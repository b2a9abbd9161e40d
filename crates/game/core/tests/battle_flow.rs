use tactics_core::{
    Actor, ActorStats, BattleOutcome, Command, Direction, Event, Faction, GameConfig, Grid,
    GridBuilder, GridDimensions, Key, Phase, PhaseManager, Position, Rejection, Roster, Selector,
    Terrain, UnitClass, UnitId,
};

fn unit(id: u32, faction: Faction, at: (i32, i32), stats: ActorStats, hp: u32) -> Actor {
    Actor::new(
        UnitId(id),
        format!("unit-{id}"),
        UnitClass::Soldier,
        faction,
        at.into(),
        stats,
        hp,
    )
}

fn battle(actors: Vec<Actor>) -> PhaseManager {
    let grid = Grid::plain(GridDimensions::new(12, 8));
    PhaseManager::new(grid, Roster::from_actors(actors).unwrap(), &GameConfig::default())
}

#[test]
fn draw_v_mountain_column_scenario() {
    let grid = GridBuilder::new(GridDimensions::new(12, 8))
        .draw_v(0, 0, 11, 1, Terrain::Mountain)
        .build();

    for (y, row) in grid.rows().enumerate() {
        assert_eq!(row[0], Terrain::Mountain, "row {y}");
    }
    assert_eq!(grid.codes()[0][1], 0);
    assert_eq!(grid.terrain(Position::new(0, 11)), None);
}

#[test]
fn strength_below_defense_leaves_hp_and_spends_action() {
    let mut manager = battle(vec![
        unit(1, Faction::Player, (3, 3), ActorStats::new(5, 1, 1, 2, 1), 20),
        unit(2, Faction::Enemy, (4, 3), ActorStats::new(1, 8, 1, 2, 1), 20),
    ]);

    manager.select(Position::new(3, 3)).unwrap();
    manager.confirm_move(Position::new(3, 3)).unwrap();
    manager.attack(Position::new(4, 3)).unwrap();

    assert_eq!(manager.roster().get(UnitId(2)).unwrap().hp().current(), 20);
    assert_eq!(manager.roster().get(UnitId(1)).unwrap().actions_remaining(), 0);
    assert_eq!(manager.phase(), Phase::End);
}

#[test]
fn exhausted_unit_cannot_start_a_move() {
    let mut manager = battle(vec![
        unit(1, Faction::Player, (3, 3), ActorStats::new(5, 1, 1, 2, 1), 20),
        unit(2, Faction::Player, (6, 6), ActorStats::new(5, 1, 1, 2, 1), 20),
        unit(3, Faction::Enemy, (10, 1), ActorStats::new(5, 1, 1, 2, 1), 20),
    ]);

    // Spend unit 1's action, then come back to it after cancelling.
    manager.select(Position::new(3, 3)).unwrap();
    manager.confirm_move(Position::new(3, 4)).unwrap();
    manager.skip_attack().unwrap();
    manager.cancel().unwrap();
    assert_eq!(manager.phase(), Phase::Select);

    assert_eq!(
        manager.select(Position::new(3, 4)),
        Err(Rejection::NoActionsRemaining(UnitId(1)))
    );
    assert_eq!(manager.phase(), Phase::Select);
    assert_eq!(
        manager.roster().get(UnitId(1)).unwrap().position,
        Position::new(3, 4)
    );
    assert!(manager.confirm_move(Position::new(3, 5)).is_err());
    assert_eq!(
        manager.roster().get(UnitId(1)).unwrap().position,
        Position::new(3, 4)
    );
}

#[test]
fn phases_follow_the_only_cycle() {
    let mut manager = battle(vec![
        unit(1, Faction::Player, (1, 1), ActorStats::new(4, 1, 1, 3, 1), 20),
        unit(2, Faction::Enemy, (10, 6), ActorStats::new(4, 1, 1, 3, 1), 20),
    ]);
    manager.drain_events();

    let script = [
        Command::Select,
        Command::ConfirmMove,
        Command::SkipAttack,
        Command::Proceed,
        Command::Select,
        Command::ConfirmMove,
        Command::SkipAttack,
        Command::Proceed,
    ];
    for command in script {
        manager.handle(command).unwrap();
    }

    let changes: Vec<(Phase, Phase)> = manager
        .drain_events()
        .into_iter()
        .filter_map(|event| match event {
            Event::PhaseChanged { from, to, .. } => Some((from, to)),
            _ => None,
        })
        .collect();

    assert_eq!(changes.len(), 8);
    for (from, to) in changes {
        assert_eq!(from.next(), to);
    }
    assert_eq!(manager.turn().number, 3);
    assert_eq!(manager.turn().active, Faction::Player);
}

#[test]
fn selector_never_leaves_grid() {
    let mut manager = battle(vec![unit(
        1,
        Faction::Player,
        (0, 0),
        ActorStats::new(1, 1, 1, 1, 1),
        5,
    ), unit(2, Faction::Enemy, (11, 7), ActorStats::new(1, 1, 1, 1, 1), 5)]);

    for direction in Direction::ALL {
        for _ in 0..40 {
            manager.move_cursor(direction);
            let p = manager.selector();
            assert!((0..12).contains(&p.x) && (0..8).contains(&p.y), "{p}");
        }
    }
    manager.set_cursor(Position::new(-50, 99));
    assert_eq!(manager.selector(), Position::new(0, 7));
}

#[test]
fn defeating_last_enemy_wins_the_battle() {
    let mut manager = battle(vec![
        unit(1, Faction::Player, (2, 2), ActorStats::new(30, 1, 1, 2, 2), 20),
        unit(2, Faction::Enemy, (4, 2), ActorStats::new(1, 2, 1, 2, 1), 10),
    ]);

    manager.select(Position::new(2, 2)).unwrap();
    manager.confirm_move(Position::new(2, 2)).unwrap();
    manager.attack(Position::new(4, 2)).unwrap();

    let enemy = manager.roster().get(UnitId(2)).unwrap();
    assert_eq!(enemy.hp().current(), 0);
    assert!(!enemy.can_move());
    assert_eq!(manager.outcome(), Some(BattleOutcome::Victory(Faction::Player)));
    assert_eq!(manager.proceed(), Err(Rejection::BattleOver));
}

#[test]
fn friendly_fire_and_out_of_range_attacks_are_rejected() {
    let mut manager = battle(vec![
        unit(1, Faction::Player, (2, 2), ActorStats::new(9, 1, 1, 2, 1), 20),
        unit(2, Faction::Player, (2, 3), ActorStats::new(9, 1, 1, 2, 1), 20),
        unit(3, Faction::Enemy, (5, 2), ActorStats::new(1, 1, 1, 2, 1), 20),
    ]);

    manager.select(Position::new(2, 2)).unwrap();
    manager.confirm_move(Position::new(2, 2)).unwrap();

    assert_eq!(
        manager.attack(Position::new(2, 3)),
        Err(Rejection::InvalidTarget(Position::new(2, 3)))
    );
    assert!(matches!(
        manager.attack(Position::new(5, 2)),
        Err(Rejection::OutOfRange { distance: 3, range: 1, .. })
    ));
    assert_eq!(manager.phase(), Phase::Attack);
    assert_eq!(manager.roster().get(UnitId(2)).unwrap().hp().current(), 20);
    assert_eq!(manager.roster().get(UnitId(3)).unwrap().hp().current(), 20);
    assert_eq!(manager.roster().get(UnitId(1)).unwrap().actions_remaining(), 1);
}

#[test]
fn cancel_with_nobody_ready_hands_off_turn() {
    let mut manager = battle(vec![
        unit(1, Faction::Player, (2, 2), ActorStats::new(1, 1, 1, 2, 1), 20),
        unit(2, Faction::Enemy, (9, 2), ActorStats::new(1, 1, 1, 2, 1), 20),
    ]);

    manager.select(Position::new(2, 2)).unwrap();
    manager.confirm_move(Position::new(2, 2)).unwrap();
    manager.skip_attack().unwrap();
    manager.cancel().unwrap();

    assert_eq!(manager.phase(), Phase::Select);
    assert_eq!(manager.turn().active, Faction::Enemy);
    assert_eq!(manager.turn().number, 2);
}

#[test]
fn keys_drive_a_whole_turn_through_the_scene() {
    use tactics_core::{BattleScene, Scene};

    let mut scene = BattleScene::new(battle(vec![
        unit(1, Faction::Player, (2, 2), ActorStats::new(9, 1, 1, 2, 1), 20),
        unit(2, Faction::Enemy, (4, 2), ActorStats::new(1, 3, 1, 2, 1), 20),
    ]));

    let press = |keys: &'static [Key]| move |key: Key| keys.contains(&key);
    let idle = press(&[]);
    let frames: [&dyn Fn(Key) -> bool; 10] = [
        &press(&[Key::Confirm]), // select unit at (2, 2)
        &idle,
        &press(&[Key::Right]), // cursor to (3, 2)
        &idle,
        &press(&[Key::Confirm]), // move there
        &idle,
        &press(&[Key::Right]), // cursor onto the enemy
        &idle,
        &press(&[Key::Attack]),
        &idle,
    ];
    for frame in frames {
        scene.update(16, &frame);
    }

    let manager = scene.manager();
    assert_eq!(manager.phase(), Phase::End);
    assert_eq!(manager.roster().get(UnitId(1)).unwrap().position, Position::new(3, 2));
    assert_eq!(manager.roster().get(UnitId(2)).unwrap().hp().current(), 14);
}

#[test]
fn cancelled_move_is_undone_before_reselecting() {
    let mut manager = battle(vec![
        unit(1, Faction::Player, (2, 2), ActorStats::new(5, 1, 1, 2, 1), 20),
        unit(2, Faction::Enemy, (11, 7), ActorStats::new(5, 1, 1, 2, 1), 20),
    ]);

    for _ in 0..4 {
        manager.select(Position::new(2, 2)).unwrap();
        manager.confirm_move(Position::new(4, 2)).unwrap();
        assert_eq!(manager.cancel().unwrap().from, Phase::Attack);
        assert_eq!(
            manager.roster().get(UnitId(1)).unwrap().position,
            Position::new(2, 2)
        );
    }

    manager.select(Position::new(2, 2)).unwrap();
    assert!(matches!(
        manager.confirm_move(Position::new(5, 2)),
        Err(Rejection::OutOfRange { distance: 3, range: 2, .. })
    ));
    assert_eq!(manager.turn().number, 1);
    assert_eq!(manager.turn().active, Faction::Player);
}

#[test]
fn every_ready_unit_acts_before_the_turn_passes() {
    let grid = Grid::plain(GridDimensions::new(12, 8));
    let roster = Roster::from_actors(vec![
        unit(1, Faction::Player, (1, 1), ActorStats::new(1, 1, 1, 2, 1), 20),
        unit(2, Faction::Player, (1, 5), ActorStats::new(1, 1, 1, 2, 1), 20),
        unit(3, Faction::Enemy, (10, 3), ActorStats::new(1, 1, 1, 2, 1), 20),
    ])
    .unwrap();
    let config = GameConfig::default().with_turn_limit(10);
    let mut manager = PhaseManager::new(grid, roster, &config);

    manager.select(Position::new(1, 1)).unwrap();
    manager.confirm_move(Position::new(2, 1)).unwrap();
    manager.skip_attack().unwrap();
    manager.proceed().unwrap();

    assert_eq!(manager.turn().active, Faction::Player);
    assert_eq!(manager.turn().number, 1);
    assert_eq!(manager.turn().remaining, Some(10));
    assert_eq!(manager.selector(), Position::new(1, 5));

    manager.handle(Command::Select).unwrap();
    manager.handle(Command::ConfirmMove).unwrap();
    manager.handle(Command::SkipAttack).unwrap();
    manager.handle(Command::Proceed).unwrap();

    assert_eq!(manager.turn().active, Faction::Enemy);
    assert_eq!(manager.turn().number, 2);
    assert_eq!(manager.turn().remaining, Some(9));
    assert_eq!(manager.roster().get(UnitId(3)).unwrap().actions_remaining(), 1);
}

#[test]
fn finished_battle_rejects_every_command() {
    let mut manager = battle(vec![
        unit(1, Faction::Player, (2, 2), ActorStats::new(30, 1, 1, 2, 1), 20),
        unit(2, Faction::Enemy, (3, 2), ActorStats::new(1, 2, 1, 2, 1), 10),
    ]);
    manager.select(Position::new(2, 2)).unwrap();
    manager.confirm_move(Position::new(2, 2)).unwrap();
    manager.attack(Position::new(3, 2)).unwrap();
    assert!(manager.is_over());

    for command in [
        Command::Select,
        Command::ConfirmMove,
        Command::Attack,
        Command::SkipAttack,
        Command::Proceed,
        Command::Cancel,
    ] {
        assert_eq!(manager.handle(command), Err(Rejection::BattleOver), "{command}");
    }
    assert_eq!(manager.phase(), Phase::End);

    assert!(manager.move_cursor(Direction::Down));
    assert_eq!(manager.selector(), Position::new(2, 3));
}

#[test]
fn selector_clamps_extreme_deltas() {
    let mut selector = Selector::new(Position::new(11, 0), GridDimensions::new(12, 8));
    selector.move_by(i32::MAX, i32::MIN);
    assert_eq!(selector.position(), Position::new(11, 0));
    selector.move_by(i32::MIN, i32::MAX);
    assert_eq!(selector.position(), Position::new(0, 7));
}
# # #
What you will do: Each line of the data above containing the string "frames" is to be copied.

Output:
    let frames: [&dyn Fn(Key) -> bool; 10] = [
    for frame in frames {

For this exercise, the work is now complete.